Invasive bladder cancer (BC) is one of the most lethal malignant urological tumors. Although miR-200a has been reported as an onco-miRNA that targets the PTEN gene in endometrioid carcinoma, its biological significance in BC invasion has been poorly explored. In the current study, we found that miR-200a was markedly overexpressed in both human BC tissues and BBN-induced muscle-invasive BC tissues. We further showed that miR-200a overexpression specifically promoted human BC cell invasion, but not migration, via transcriptional upregulation of matrix metalloproteinase (MMP)-2. Mechanistic studies indicated that the increased phosphorylation of c-Jun mediated the increasing levels of MMP-2 mRNA transcription.
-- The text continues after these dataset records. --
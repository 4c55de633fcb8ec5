//! Timing configuration for realistic mode.
//!
//! Flat-panel detectors spend most of a job integrating; readout and
//! dark-frame (offset) acquisition add a fixed cost per frame.

use daq_core::error::{AppResult, DaqError};
use serde::{Deserialize, Serialize};
use std::time::Duration;

/// Timing configuration for realistic mode
#[derive(Debug, Clone, Copy, PartialEq, Eq, Serialize, Deserialize)]
#[serde(default)]
pub struct TimingConfig {
    /// Readout time per frame in milliseconds
    pub frame_readout_ms: u64,
    /// Time per offset (dark) frame in milliseconds
    pub offset_frame_ms: u64,
    /// Communication delay per job in milliseconds
    pub communication_delay_ms: u64,
}

impl TimingConfig {
    /// Perkin-Elmer XRD1621-like timing (~7.5 fps readout)
    pub fn area_detector() -> Self {
        Self {
            frame_readout_ms: 133,
            offset_frame_ms: 133,
            communication_delay_ms: 2,
        }
    }

    /// Duration of a main acquisition: integration plus readout per frame.
    ///
    /// Fails with `Configuration` when the total does not fit a `Duration`.
    #[allow(clippy::cast_precision_loss)]
    pub fn exposure_duration(&self, acquire_time_s: f64, num_images: u64) -> AppResult<Duration> {
        let frames = num_images.max(1);
        let seconds = if acquire_time_s.is_nan() {
            acquire_time_s
        } else {
            acquire_time_s.max(0.0) * frames as f64
        };
        let integrate = Duration::try_from_secs_f64(seconds).map_err(|e| {
            DaqError::Configuration(format!(
                "Exposure of {} s x {} frames is out of range: {}",
                acquire_time_s, frames, e
            ))
        })?;
        self.per_frame(self.frame_readout_ms, frames)
            .and_then(|readout| integrate.checked_add(readout))
            .ok_or_else(|| {
                DaqError::Configuration(format!("Exposure of {} frames is out of range", frames))
            })
    }

    /// Duration of a dark-frame correction pass.
    pub fn offset_duration(&self, offset_frames: u64) -> AppResult<Duration> {
        let frames = offset_frames.max(1);
        self.per_frame(self.offset_frame_ms, frames).ok_or_else(|| {
            DaqError::Configuration(format!("Offset pass of {} frames is out of range", frames))
        })
    }

    fn per_frame(&self, frame_ms: u64, frames: u64) -> Option<Duration> {
        frame_ms
            .checked_mul(frames)?
            .checked_add(self.communication_delay_ms)
            .map(Duration::from_millis)
    }
}

impl Default for TimingConfig {
    fn default() -> Self {
        Self::area_detector()
    }
}
//! Observable Values
//!
//! Reactive value cell using `tokio::sync::watch` for multi-subscriber
//! notifications. Every channel in the [`crate::channel::ChannelStore`] is one
//! `Observable<ChannelValue>`; async consumers use [`Observable::subscribe`],
//! synchronous edge observers go through the store's callback table.
//!
//! # Example
//!
//! ```rust,ignore
//! let exposure = Observable::new("cam1:AcquireTime", 1.0)
//!     .with_units("s")
//!     .with_validator(|v| if *v > 0.0 { Ok(()) } else { Err(anyhow!("must be positive")) });
//!
//! assert!(exposure.validate_value(&-1.0).is_err());
//! let mut rx = exposure.subscribe();
//! ```

use anyhow::{anyhow, Result};
use parking_lot::RwLock;
use serde::{Deserialize, Serialize};
use std::sync::Arc;
use tokio::sync::watch;

// =============================================================================
// Type Aliases
// =============================================================================

/// Validator callback type.
pub type Validator<T> = Arc<dyn Fn(&T) -> Result<()> + Send + Sync>;

// =============================================================================
// Shared State
// =============================================================================

/// Metadata and validator shared by every clone of an Observable.
///
/// Uses `parking_lot::RwLock` because metadata access never needs to await.
struct ObservableSharedState<T> {
    metadata: ObservableMetadata,
    validator: Option<Validator<T>>,
}

/// Metadata for an observable value.
#[derive(Debug, Clone, Serialize, Deserialize)]
pub struct ObservableMetadata {
    /// Value name (the full channel name for channel cells).
    pub name: String,

    /// Human-readable description.
    pub description: Option<String>,

    /// Physical units (e.g., "s", "counts").
    pub units: Option<String>,

    /// Whether external writers are rejected.
    pub read_only: bool,

    /// Data type hint: `"int"`, `"float"`, `"string"` or `"enum"`.
    #[serde(default)]
    pub dtype: String,

    /// Choice labels for `"enum"` values, indexed by the stored integer.
    #[serde(default)]
    pub enum_values: Vec<String>,
}

// =============================================================================
// Observable<T>
// =============================================================================

/// A thread-safe, observable value with change notifications.
pub struct Observable<T>
where
    T: Clone + Send + Sync + 'static,
{
    /// The watch channel sender (holds current value)
    sender: watch::Sender<T>,
    /// Shared metadata and validator
    shared: Arc<RwLock<ObservableSharedState<T>>>,
}

impl<T: Clone + Send + Sync + 'static> std::fmt::Debug for Observable<T> {
    fn fmt(&self, f: &mut std::fmt::Formatter<'_>) -> std::fmt::Result {
        let shared = self.shared.read();
        f.debug_struct("Observable")
            .field("metadata", &shared.metadata)
            .field("has_validator", &shared.validator.is_some())
            .finish_non_exhaustive()
    }
}

impl<T: Clone + Send + Sync + 'static> Clone for Observable<T> {
    fn clone(&self) -> Self {
        Self {
            sender: self.sender.clone(),
            shared: self.shared.clone(),
        }
    }
}

impl<T> Observable<T>
where
    T: Clone + Send + Sync + 'static,
{
    /// Create a new observable with an initial value.
    pub fn new(name: impl Into<String>, initial_value: T) -> Self {
        let (sender, _) = watch::channel(initial_value);
        Self {
            sender,
            shared: Arc::new(RwLock::new(ObservableSharedState {
                metadata: ObservableMetadata {
                    name: name.into(),
                    description: None,
                    units: None,
                    read_only: false,
                    dtype: String::new(),
                    enum_values: Vec::new(),
                },
                validator: None,
            })),
        }
    }

    /// Add a description to this observable.
    pub fn with_description(self, description: impl Into<String>) -> Self {
        self.shared.write().metadata.description = Some(description.into());
        self
    }

    /// Add units to this observable.
    pub fn with_units(self, units: impl Into<String>) -> Self {
        self.shared.write().metadata.units = Some(units.into());
        self
    }

    /// Set the dtype hint.
    pub fn with_dtype(self, dtype: impl Into<String>) -> Self {
        self.shared.write().metadata.dtype = dtype.into();
        self
    }

    /// Attach enum labels and mark the dtype as `"enum"`.
    pub fn with_choices(self, choices: Vec<String>) -> Self {
        {
            let mut guard = self.shared.write();
            guard.metadata.dtype = "enum".to_string();
            guard.metadata.enum_values = choices;
        }
        self
    }

    /// Mark this observable as read-only.
    pub fn read_only(self) -> Self {
        self.shared.write().metadata.read_only = true;
        self
    }

    /// Add a custom validator function.
    pub fn with_validator<F>(self, validator: F) -> Self
    where
        F: Fn(&T) -> Result<()> + Send + Sync + 'static,
    {
        self.shared.write().validator = Some(Arc::new(validator));
        self
    }

    /// Get the current value (clone).
    pub fn get(&self) -> T {
        self.sender.borrow().clone()
    }

    /// Get the name.
    pub fn name(&self) -> String {
        self.shared.read().metadata.name.clone()
    }

    /// Get the metadata (returns a clone).
    pub fn metadata(&self) -> ObservableMetadata {
        self.shared.read().metadata.clone()
    }

    /// Run the validator, if any.
    pub fn validate_value(&self, value: &T) -> Result<()> {
        let guard = self.shared.read();
        if let Some(validator) = &guard.validator {
            validator(value)?;
        }
        Ok(())
    }

    /// Store without validation and return the previous value.
    ///
    /// The owning [`ChannelStore`](crate::channel::ChannelStore) checks the
    /// writer role and runs [`validate_value`](Self::validate_value) first.
    pub(crate) fn replace_unchecked(&self, value: T) -> T {
        self.sender.send_replace(value)
    }

    /// Subscribe to value changes.
    pub fn subscribe(&self) -> watch::Receiver<T> {
        self.sender.subscribe()
    }

}

impl<T> Observable<T>
where
    T: Clone + Send + Sync + Serialize + 'static,
{
    /// Get the current value as JSON
    pub fn get_json(&self) -> Result<serde_json::Value> {
        let value = self.get();
        serde_json::to_value(&value)
            .map_err(|e| anyhow!("Failed to serialize '{}': {}", self.name(), e))
    }
}

// =============================================================================
// Tests
// =============================================================================

#[cfg(test)]
#[allow(clippy::float_cmp)]
mod tests {
    use super::*;

    #[test]
    fn test_observable_basic() {
        let obs = Observable::new("test", 42);
        assert_eq!(obs.get(), 42);
        assert_eq!(obs.name(), "test");

        assert_eq!(obs.replace_unchecked(100), 42);
        assert_eq!(obs.get(), 100);
    }

    #[test]
    fn test_observable_with_metadata() {
        let obs = Observable::new("cam1:AcquireTime", 1.0)
            .with_description("Exposure per frame")
            .with_units("s")
            .with_dtype("float");

        let meta = obs.metadata();
        assert_eq!(meta.units.as_deref(), Some("s"));
        assert_eq!(meta.dtype, "float");
        assert!(meta.description.is_some());
    }

    #[test]
    fn test_observable_validator() {
        let obs = Observable::new("rate", 10.0).with_validator(|v: &f64| {
            if *v > 0.0 {
                Ok(())
            } else {
                Err(anyhow!("must be positive"))
            }
        });

        assert!(obs.validate_value(&50.0).is_ok());
        assert!(obs.validate_value(&-1.0).is_err());
        assert_eq!(obs.get(), 10.0);
    }

    #[test]
    fn test_read_only_is_metadata_for_owner_writes() {
        let obs = Observable::new("cam1:Model_RBV", "Simulated".to_string()).read_only();
        assert!(obs.metadata().read_only);

        let old = obs.replace_unchecked("Other".to_string());
        assert_eq!(old, "Simulated");
        assert_eq!(obs.get(), "Other");
    }

    #[test]
    fn test_choices_mark_enum() {
        let obs = Observable::new("mode", 0i64)
            .with_choices(vec!["Single".to_string(), "Average".to_string()]);
        let meta = obs.metadata();
        assert_eq!(meta.dtype, "enum");
        assert_eq!(meta.enum_values.len(), 2);
    }

    #[tokio::test]
    async fn test_observable_subscription() {
        let obs = Observable::new("value", 0);
        let mut rx = obs.subscribe();

        assert_eq!(*rx.borrow(), 0);

        obs.replace_unchecked(42);
        rx.changed().await.unwrap();
        assert_eq!(*rx.borrow(), 42);
    }

    #[test]
    fn test_observable_json() {
        let obs = Observable::new("threshold", 100.0);
        assert_eq!(obs.get_json().unwrap(), serde_json::json!(100.0));
    }
}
Further investigation revealed that Dicer was decreased in miR-200a overexpressed BC cells; this resulted in inhibition of miR-16 maturation and consequently led to increased JNK2 protein translation and c-Jun activation. Taken together, the studies here showed that miR-200a overexpression inhibited Dicer expression, in turn, resulted in inhibition of miR-16 maturation, leading to upregulation of JNK2 expression, c-Jun phosphorylation, MMP-2 transcription and, ultimately, BC invasion. Collectively, these results demonstrate that miR-200a is an onco-miRNA that is a positive regulator for BC invasion. This finding could be very useful in the ongoing development of new strategies to treat invasive BC patients.